Data records
mod accounts;
mod feeds;
mod folders;
mod items;
mod queries;
mod schema;
mod types;

pub use queries::{build_items_query, MainFilter, QueryError, QueryFilters, SortOrder, SubFilter};
pub use schema::Database;
pub use types::{
    Account, AccountKind, DatabaseError, Feed, Folder, Item, ItemRow, ItemState, RemoteFeed,
    RemoteFolder, StatePolicy,
};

- _PROBLEM DETAILS_: Word for word, set down all the lines above.

- _TASK RESULT_:
mod accounts;
mod feeds;
mod folders;
mod items;
mod queries;
mod schema;
mod types;

pub use queries::{build_items_query, MainFilter, QueryError, QueryFilters, SortOrder, SubFilter};
pub use schema::Database;
pub use types::{
    Account, AccountKind, DatabaseError, Feed, Folder, Item, ItemRow, ItemState, RemoteFeed,
    RemoteFolder, StatePolicy,
};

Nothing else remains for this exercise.